(Exercise materials begins)

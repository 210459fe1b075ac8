use thiserror::Error;

use crate::db_types::{NewOrder, Order, OrderStatusType, UpdateOrderRequest};

/// Persistence contract for order documents.
///
/// The store is deliberately weak: no transactions, no uniqueness constraints, no upsert.
/// It models a plain (possibly eventually-consistent) document store. All uniqueness in the
/// system is advisory, computed by the duplicate detector over [`OrderStore::fetch_orders`]
/// at write time. A backend that *does* support conditional writes ("insert if no row
/// matches this payment id / request id") should use them in
/// [`OrderStore::insert_order`] to close the scan-then-write race window; the trait permits
/// but does not require that.
#[allow(async_fn_in_trait)]
pub trait OrderStore: Clone {
    /// The URL or identifier of the backing store.
    fn url(&self) -> &str;

    /// Fetches the full order list, ordered by creation time ascending.
    ///
    /// There is no pagination: duplicate detection needs the complete set, and callers
    /// accept the O(n) scan cost per creation attempt.
    async fn fetch_orders(&self) -> Result<Vec<Order>, OrderStoreError>;

    /// Fetches a single order by its store-assigned id.
    async fn fetch_order_by_id(&self, id: i64) -> Result<Option<Order>, OrderStoreError>;

    /// Fetches all orders for the given customer email, ordered by creation time ascending.
    async fn fetch_orders_by_email(&self, email: &str) -> Result<Vec<Order>, OrderStoreError>;

    /// Persists a candidate order, assigning the id and timestamps. The caller has already
    /// decided the candidate is not a duplicate; the store just writes.
    async fn insert_order(&self, order: NewOrder) -> Result<Order, OrderStoreError>;

    /// Applies a partial update to an order and returns the updated record, or `None` if no
    /// order with that id exists.
    async fn update_order(&self, id: i64, update: UpdateOrderRequest) -> Result<Option<Order>, OrderStoreError>;

    /// Sets the status for an order, bumping `updated_at`. Transition legality is the
    /// caller's concern, not the store's.
    async fn update_order_status(&self, id: i64, status: OrderStatusType) -> Result<Order, OrderStoreError>;

    /// Deletes an order. Returns `true` if a record was removed.
    async fn delete_order(&self, id: i64) -> Result<bool, OrderStoreError>;

    /// Closes the store connection.
    async fn close(&mut self) -> Result<(), OrderStoreError> {
        Ok(())
    }
}

#[derive(Debug, Clone, Error)]
pub enum OrderStoreError {
    #[error("Internal store engine error: {0}")]
    DatabaseError(String),
    #[error("The requested order (id {0}) does not exist")]
    OrderNotFound(i64),
    #[error("Stored order document could not be decoded: {0}")]
    MalformedOrder(String),
    #[error("The requested update would not change anything")]
    UpdateNoOp,
}

impl From<sqlx::Error> for OrderStoreError {
    fn from(e: sqlx::Error) -> Self {
        OrderStoreError::DatabaseError(e.to_string())
    }
}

(Exercise materials ends)

Problem to solve:
Check each line of the records for the word "email" and extract those that contain it.

Solution to the problem:
    /// Fetches all orders for the given customer email, ordered by creation time ascending.
    async fn fetch_orders_by_email(&self, email: &str) -> Result<Vec<Order>, OrderStoreError>;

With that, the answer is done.